Task statement
From the first line of the data below, copy each line up to the one containing "#[derive(Debug, Clone, Copy, PartialEq, Eq, Hash)]", and include that line too.

Saved entries

|---|

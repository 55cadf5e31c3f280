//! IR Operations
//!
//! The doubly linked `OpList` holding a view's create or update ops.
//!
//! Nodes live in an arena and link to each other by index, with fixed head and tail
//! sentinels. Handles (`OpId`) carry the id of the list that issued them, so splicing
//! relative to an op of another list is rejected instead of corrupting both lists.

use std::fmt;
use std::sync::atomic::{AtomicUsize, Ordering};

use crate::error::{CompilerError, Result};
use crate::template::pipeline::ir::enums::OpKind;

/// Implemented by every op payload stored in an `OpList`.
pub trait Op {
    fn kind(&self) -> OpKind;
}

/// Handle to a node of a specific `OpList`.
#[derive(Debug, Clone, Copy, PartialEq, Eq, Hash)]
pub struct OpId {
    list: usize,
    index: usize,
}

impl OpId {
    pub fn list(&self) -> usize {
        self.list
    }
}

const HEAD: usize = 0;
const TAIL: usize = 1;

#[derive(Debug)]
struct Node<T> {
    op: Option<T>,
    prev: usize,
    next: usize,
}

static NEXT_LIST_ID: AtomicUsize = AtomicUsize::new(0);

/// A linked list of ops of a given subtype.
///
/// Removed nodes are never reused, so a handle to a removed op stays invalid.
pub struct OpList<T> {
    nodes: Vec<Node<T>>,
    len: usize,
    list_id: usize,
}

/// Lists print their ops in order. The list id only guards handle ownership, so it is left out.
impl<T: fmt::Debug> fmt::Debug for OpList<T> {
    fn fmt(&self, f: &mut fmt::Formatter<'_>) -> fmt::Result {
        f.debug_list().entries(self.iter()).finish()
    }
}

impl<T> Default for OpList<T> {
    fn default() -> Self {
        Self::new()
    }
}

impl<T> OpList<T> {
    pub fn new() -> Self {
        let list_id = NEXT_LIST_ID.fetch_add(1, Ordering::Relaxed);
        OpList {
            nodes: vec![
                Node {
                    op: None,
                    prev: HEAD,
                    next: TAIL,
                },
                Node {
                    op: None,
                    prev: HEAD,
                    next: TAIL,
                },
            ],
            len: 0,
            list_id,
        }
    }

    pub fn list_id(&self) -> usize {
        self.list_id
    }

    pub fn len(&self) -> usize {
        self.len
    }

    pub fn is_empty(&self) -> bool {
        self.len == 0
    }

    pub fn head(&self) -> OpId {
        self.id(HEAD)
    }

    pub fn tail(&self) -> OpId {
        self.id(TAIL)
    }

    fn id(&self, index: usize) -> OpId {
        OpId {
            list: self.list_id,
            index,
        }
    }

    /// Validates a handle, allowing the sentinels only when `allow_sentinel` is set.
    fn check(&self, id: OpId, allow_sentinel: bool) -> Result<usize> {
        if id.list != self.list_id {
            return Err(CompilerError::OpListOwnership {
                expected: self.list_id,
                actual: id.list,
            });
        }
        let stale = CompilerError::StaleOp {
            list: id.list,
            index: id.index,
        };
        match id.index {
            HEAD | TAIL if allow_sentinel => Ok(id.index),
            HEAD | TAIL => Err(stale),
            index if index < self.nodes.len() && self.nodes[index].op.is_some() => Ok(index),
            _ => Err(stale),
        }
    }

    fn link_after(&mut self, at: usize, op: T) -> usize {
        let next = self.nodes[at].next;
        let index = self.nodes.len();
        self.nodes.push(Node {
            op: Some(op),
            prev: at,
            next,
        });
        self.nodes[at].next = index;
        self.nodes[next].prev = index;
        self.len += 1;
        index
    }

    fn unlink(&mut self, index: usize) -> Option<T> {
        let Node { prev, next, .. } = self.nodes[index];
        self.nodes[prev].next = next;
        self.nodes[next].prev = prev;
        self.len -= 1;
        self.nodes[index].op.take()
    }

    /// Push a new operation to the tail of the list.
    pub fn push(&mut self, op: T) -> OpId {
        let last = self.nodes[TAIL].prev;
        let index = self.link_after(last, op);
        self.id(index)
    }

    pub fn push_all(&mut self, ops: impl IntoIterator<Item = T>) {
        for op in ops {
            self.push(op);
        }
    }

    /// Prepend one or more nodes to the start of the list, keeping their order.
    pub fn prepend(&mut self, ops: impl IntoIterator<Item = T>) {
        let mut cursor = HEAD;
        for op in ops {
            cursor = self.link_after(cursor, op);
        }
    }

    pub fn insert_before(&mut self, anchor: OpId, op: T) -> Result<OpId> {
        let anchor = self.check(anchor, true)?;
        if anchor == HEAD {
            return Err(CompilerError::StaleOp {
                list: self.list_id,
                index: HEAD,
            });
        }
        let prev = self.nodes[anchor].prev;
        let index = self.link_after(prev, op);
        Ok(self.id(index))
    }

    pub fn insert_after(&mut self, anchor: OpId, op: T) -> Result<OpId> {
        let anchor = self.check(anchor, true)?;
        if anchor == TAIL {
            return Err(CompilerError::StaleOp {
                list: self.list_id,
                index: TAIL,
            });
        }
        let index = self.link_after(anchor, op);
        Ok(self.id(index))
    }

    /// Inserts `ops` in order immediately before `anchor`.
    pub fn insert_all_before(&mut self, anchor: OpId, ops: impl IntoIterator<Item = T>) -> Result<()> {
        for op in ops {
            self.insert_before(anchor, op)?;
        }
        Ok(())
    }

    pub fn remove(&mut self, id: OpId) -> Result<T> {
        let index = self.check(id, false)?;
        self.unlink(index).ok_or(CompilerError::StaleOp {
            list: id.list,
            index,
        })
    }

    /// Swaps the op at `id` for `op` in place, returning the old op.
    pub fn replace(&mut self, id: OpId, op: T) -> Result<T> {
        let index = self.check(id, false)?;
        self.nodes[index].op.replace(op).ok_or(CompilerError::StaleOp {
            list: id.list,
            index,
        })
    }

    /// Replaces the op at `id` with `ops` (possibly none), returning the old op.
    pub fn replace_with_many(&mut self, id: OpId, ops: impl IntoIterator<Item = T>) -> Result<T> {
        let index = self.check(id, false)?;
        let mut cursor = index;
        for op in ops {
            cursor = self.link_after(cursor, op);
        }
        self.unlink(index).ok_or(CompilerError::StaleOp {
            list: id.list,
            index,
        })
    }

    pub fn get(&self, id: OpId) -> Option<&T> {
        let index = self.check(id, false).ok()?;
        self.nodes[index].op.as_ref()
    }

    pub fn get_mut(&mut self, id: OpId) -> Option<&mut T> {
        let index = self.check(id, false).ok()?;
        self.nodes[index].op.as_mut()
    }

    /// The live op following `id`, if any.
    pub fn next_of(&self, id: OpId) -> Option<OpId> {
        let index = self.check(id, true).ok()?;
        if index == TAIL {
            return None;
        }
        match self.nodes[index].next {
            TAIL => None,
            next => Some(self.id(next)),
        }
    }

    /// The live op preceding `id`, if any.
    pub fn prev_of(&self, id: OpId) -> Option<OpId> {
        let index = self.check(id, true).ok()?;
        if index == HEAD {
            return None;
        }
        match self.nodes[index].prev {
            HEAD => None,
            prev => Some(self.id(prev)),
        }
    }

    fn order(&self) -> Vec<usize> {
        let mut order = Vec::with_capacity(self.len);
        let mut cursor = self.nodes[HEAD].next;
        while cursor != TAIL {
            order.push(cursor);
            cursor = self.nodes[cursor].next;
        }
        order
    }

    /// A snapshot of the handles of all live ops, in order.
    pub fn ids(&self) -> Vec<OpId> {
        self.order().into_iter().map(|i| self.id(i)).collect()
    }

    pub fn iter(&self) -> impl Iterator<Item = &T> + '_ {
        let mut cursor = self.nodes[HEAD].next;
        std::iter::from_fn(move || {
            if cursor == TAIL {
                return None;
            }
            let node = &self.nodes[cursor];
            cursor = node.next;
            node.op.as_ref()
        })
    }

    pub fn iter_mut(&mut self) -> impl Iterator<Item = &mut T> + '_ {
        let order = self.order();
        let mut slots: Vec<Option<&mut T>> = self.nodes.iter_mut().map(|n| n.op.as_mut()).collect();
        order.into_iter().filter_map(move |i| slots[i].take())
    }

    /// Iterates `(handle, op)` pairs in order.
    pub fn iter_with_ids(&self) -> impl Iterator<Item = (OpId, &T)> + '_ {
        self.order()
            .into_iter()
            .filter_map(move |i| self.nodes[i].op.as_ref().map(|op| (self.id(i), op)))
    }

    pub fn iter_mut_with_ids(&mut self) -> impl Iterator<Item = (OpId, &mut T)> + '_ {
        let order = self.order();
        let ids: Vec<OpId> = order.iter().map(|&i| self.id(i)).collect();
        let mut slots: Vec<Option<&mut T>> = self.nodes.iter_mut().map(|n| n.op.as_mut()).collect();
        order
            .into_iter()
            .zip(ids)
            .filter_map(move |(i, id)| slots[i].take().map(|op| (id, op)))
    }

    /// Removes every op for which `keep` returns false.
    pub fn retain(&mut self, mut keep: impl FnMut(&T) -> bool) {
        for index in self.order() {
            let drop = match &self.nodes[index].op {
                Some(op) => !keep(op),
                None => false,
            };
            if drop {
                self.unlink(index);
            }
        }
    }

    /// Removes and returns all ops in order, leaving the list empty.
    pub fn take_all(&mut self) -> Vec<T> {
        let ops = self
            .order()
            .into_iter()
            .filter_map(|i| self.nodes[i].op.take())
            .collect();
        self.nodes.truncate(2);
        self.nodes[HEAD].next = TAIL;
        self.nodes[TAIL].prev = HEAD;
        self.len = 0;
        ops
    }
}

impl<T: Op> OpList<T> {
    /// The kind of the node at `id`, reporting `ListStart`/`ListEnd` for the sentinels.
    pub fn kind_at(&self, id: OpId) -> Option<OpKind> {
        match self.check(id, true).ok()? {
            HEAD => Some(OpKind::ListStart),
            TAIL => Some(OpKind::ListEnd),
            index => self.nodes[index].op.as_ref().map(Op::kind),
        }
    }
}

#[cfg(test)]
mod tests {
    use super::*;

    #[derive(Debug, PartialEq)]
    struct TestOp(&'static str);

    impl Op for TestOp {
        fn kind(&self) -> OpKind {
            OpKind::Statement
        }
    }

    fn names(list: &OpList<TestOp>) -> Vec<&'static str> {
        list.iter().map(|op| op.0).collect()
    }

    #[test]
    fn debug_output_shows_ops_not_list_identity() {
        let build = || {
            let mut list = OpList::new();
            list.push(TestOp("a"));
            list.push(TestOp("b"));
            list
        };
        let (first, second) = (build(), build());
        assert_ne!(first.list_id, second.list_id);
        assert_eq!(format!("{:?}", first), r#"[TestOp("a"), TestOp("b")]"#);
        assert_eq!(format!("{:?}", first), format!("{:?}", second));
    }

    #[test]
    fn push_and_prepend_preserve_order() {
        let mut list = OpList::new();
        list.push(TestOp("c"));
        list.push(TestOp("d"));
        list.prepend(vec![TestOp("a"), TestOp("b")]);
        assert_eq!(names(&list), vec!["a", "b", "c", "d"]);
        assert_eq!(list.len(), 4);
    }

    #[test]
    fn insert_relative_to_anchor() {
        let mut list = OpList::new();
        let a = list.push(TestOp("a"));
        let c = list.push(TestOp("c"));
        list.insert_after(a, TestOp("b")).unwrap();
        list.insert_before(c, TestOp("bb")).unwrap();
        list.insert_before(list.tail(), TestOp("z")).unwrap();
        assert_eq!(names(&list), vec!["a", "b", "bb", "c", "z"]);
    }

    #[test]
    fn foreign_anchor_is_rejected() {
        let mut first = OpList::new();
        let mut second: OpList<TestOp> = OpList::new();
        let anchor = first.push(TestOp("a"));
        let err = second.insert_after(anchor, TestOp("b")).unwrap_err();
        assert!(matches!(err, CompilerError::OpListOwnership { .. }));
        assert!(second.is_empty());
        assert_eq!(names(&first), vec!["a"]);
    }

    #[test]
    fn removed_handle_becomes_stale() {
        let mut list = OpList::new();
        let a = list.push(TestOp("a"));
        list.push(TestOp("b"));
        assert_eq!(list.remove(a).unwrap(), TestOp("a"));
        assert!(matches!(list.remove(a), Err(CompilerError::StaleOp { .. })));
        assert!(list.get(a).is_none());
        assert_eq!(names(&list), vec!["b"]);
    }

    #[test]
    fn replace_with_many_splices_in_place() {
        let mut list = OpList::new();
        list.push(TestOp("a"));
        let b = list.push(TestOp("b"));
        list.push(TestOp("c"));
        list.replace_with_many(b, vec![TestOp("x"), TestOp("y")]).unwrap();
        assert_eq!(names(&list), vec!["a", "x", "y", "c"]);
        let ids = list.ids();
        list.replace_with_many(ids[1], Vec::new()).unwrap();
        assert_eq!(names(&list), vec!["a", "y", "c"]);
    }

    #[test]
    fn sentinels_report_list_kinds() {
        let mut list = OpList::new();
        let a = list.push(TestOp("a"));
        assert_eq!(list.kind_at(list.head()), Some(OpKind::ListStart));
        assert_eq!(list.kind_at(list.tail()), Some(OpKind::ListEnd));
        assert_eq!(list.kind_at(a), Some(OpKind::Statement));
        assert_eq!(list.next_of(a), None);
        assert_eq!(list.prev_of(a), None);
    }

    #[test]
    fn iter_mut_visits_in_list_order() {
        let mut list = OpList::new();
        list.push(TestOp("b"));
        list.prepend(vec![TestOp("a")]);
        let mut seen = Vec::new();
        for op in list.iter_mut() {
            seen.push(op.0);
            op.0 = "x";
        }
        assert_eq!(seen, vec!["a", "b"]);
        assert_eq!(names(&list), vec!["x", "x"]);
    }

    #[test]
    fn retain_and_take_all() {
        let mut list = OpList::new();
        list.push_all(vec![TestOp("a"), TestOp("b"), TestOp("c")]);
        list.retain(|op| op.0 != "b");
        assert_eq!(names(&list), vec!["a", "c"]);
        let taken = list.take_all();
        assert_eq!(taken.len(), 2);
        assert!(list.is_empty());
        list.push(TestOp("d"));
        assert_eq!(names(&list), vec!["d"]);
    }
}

|---|

Result
repository 55cadf5e31c3f280
//! IR Operations
//!
//! The doubly linked `OpList` holding a view's create or update ops.
//!
//! Nodes live in an arena and link to each other by index, with fixed head and tail
//! sentinels. Handles (`OpId`) carry the id of the list that issued them, so splicing
//! relative to an op of another list is rejected instead of corrupting both lists.

use std::fmt;
use std::sync::atomic::{AtomicUsize, Ordering};

use crate::error::{CompilerError, Result};
use crate::template::pipeline::ir::enums::OpKind;

/// Implemented by every op payload stored in an `OpList`.
pub trait Op {
    fn kind(&self) -> OpKind;
}

/// Handle to a node of a specific `OpList`.
#[derive(Debug, Clone, Copy, PartialEq, Eq, Hash)]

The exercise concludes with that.